- **ACTION ITEM**
Word for word, write out all of the data below.

- **WORKING DATA**
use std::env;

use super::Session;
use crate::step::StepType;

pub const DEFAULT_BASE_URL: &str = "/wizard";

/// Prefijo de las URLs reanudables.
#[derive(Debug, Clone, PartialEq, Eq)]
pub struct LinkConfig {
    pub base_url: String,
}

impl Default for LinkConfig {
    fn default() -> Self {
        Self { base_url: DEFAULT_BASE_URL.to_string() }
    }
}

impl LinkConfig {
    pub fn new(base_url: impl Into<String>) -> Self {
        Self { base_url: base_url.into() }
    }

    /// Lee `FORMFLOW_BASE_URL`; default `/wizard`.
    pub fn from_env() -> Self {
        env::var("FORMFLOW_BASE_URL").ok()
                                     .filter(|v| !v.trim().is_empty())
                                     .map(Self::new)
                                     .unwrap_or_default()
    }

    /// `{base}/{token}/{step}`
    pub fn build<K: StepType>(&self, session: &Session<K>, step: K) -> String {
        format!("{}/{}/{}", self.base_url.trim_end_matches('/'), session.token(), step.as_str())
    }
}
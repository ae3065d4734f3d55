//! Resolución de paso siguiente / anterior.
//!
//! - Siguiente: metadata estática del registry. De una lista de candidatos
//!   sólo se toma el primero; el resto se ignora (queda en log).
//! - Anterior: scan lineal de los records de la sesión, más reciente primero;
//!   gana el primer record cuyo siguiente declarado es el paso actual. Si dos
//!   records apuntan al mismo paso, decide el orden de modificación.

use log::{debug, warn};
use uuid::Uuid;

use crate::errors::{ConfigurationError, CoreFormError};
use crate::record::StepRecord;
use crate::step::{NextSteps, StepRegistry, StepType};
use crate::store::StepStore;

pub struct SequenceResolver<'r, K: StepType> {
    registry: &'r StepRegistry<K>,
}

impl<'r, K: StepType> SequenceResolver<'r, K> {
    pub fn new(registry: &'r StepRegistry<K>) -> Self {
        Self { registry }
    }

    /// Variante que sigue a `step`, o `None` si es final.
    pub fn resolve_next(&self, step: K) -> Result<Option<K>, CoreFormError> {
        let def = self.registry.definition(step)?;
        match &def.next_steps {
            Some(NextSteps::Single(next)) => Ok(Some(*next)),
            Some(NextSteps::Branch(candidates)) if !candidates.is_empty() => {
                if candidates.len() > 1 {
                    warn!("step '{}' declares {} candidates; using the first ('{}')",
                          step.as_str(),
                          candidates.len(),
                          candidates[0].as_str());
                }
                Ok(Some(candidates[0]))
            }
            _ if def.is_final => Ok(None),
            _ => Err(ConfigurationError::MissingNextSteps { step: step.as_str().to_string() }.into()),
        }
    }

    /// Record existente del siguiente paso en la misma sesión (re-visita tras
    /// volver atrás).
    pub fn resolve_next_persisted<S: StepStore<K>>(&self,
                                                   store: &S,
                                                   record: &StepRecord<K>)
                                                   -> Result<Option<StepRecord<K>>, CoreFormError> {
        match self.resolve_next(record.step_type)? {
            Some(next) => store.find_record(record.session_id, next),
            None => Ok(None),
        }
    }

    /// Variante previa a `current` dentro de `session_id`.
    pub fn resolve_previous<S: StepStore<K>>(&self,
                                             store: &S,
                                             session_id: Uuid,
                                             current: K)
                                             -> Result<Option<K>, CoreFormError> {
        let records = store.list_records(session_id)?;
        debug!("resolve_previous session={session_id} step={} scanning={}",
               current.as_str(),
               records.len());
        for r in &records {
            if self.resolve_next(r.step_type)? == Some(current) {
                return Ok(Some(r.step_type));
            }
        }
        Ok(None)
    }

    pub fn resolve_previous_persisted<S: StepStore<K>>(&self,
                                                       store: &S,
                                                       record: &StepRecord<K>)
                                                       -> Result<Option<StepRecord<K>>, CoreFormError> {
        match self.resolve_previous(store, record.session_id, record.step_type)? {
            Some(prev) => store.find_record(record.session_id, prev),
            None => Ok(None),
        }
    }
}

- **RESPONSE**
use std::env;

use super::Session;
use crate::step::StepType;

pub const DEFAULT_BASE_URL: &str = "/wizard";

/// Prefijo de las URLs reanudables.
#[derive(Debug, Clone, PartialEq, Eq)]
pub struct LinkConfig {
    pub base_url: String,
}

impl Default for LinkConfig {
    fn default() -> Self {
        Self { base_url: DEFAULT_BASE_URL.to_string() }
    }
}

impl LinkConfig {
    pub fn new(base_url: impl Into<String>) -> Self {
        Self { base_url: base_url.into() }
    }

    /// Lee `FORMFLOW_BASE_URL`; default `/wizard`.
    pub fn from_env() -> Self {
        env::var("FORMFLOW_BASE_URL").ok()
                                     .filter(|v| !v.trim().is_empty())
                                     .map(Self::new)
                                     .unwrap_or_default()
    }

    /// `{base}/{token}/{step}`
    pub fn build<K: StepType>(&self, session: &Session<K>, step: K) -> String {
        format!("{}/{}/{}", self.base_url.trim_end_matches('/'), session.token(), step.as_str())
    }
}
repository ae3065d4734f3d55
//! Resolución de paso siguiente / anterior.
//!
//! - Siguiente: metadata estática del registry. De una lista de candidatos
//!   sólo se toma el primero; el resto se ignora (queda en log).
//! - Anterior: scan lineal de los records de la sesión, más reciente primero;
//!   gana el primer record cuyo siguiente declarado es el paso actual. Si dos
//!   records apuntan al mismo paso, decide el orden de modificación.

use log::{debug, warn};
use uuid::Uuid;

use crate::errors::{ConfigurationError, CoreFormError};
use crate::record::StepRecord;
use crate::step::{NextSteps, StepRegistry, StepType};
use crate::store::StepStore;

pub struct SequenceResolver<'r, K: StepType> {
    registry: &'r StepRegistry<K>,
}

impl<'r, K: StepType> SequenceResolver<'r, K> {
    pub fn new(registry: &'r StepRegistry<K>) -> Self {
        Self { registry }
    }

    /// Variante que sigue a `step`, o `None` si es final.
    pub fn resolve_next(&self, step: K) -> Result<Option<K>, CoreFormError> {
        let def = self.registry.definition(step)?;
        match &def.next_steps {
            Some(NextSteps::Single(next)) => Ok(Some(*next)),
            Some(NextSteps::Branch(candidates)) if !candidates.is_empty() => {
                if candidates.len() > 1 {
                    warn!("step '{}' declares {} candidates; using the first ('{}')",
                          step.as_str(),
                          candidates.len(),
                          candidates[0].as_str());
                }
                Ok(Some(candidates[0]))
            }
            _ if def.is_final => Ok(None),
            _ => Err(ConfigurationError::MissingNextSteps { step: step.as_str().to_string() }.into()),
        }
    }

    /// Record existente del siguiente paso en la misma sesión (re-visita tras
    /// volver atrás).
    pub fn resolve_next_persisted<S: StepStore<K>>(&self,
                                                   store: &S,
                                                   record: &StepRecord<K>)
                                                   -> Result<Option<StepRecord<K>>, CoreFormError> {
        match self.resolve_next(record.step_type)? {
            Some(next) => store.find_record(record.session_id, next),
            None => Ok(None),
        }
    }

    /// Variante previa a `current` dentro de `session_id`.
    pub fn resolve_previous<S: StepStore<K>>(&self,
                                             store: &S,
                                             session_id: Uuid,
                                             current: K)
                                             -> Result<Option<K>, CoreFormError> {
        let records = store.list_records(session_id)?;
        debug!("resolve_previous session={session_id} step={} scanning={}",
               current.as_str(),
               records.len());
        for r in &records {
            if self.resolve_next(r.step_type)? == Some(current) {
                return Ok(Some(r.step_type));
            }
        }
        Ok(None)
    }

    pub fn resolve_previous_persisted<S: StepStore<K>>(&self,
                                                       store: &S,
                                                       record: &StepRecord<K>)
                                                       -> Result<Option<StepRecord<K>>, CoreFormError> {
        match self.resolve_previous(store, record.session_id, record.step_type)? {
            Some(prev) => store.find_record(record.session_id, prev),
            None => Ok(None),
        }
    }
}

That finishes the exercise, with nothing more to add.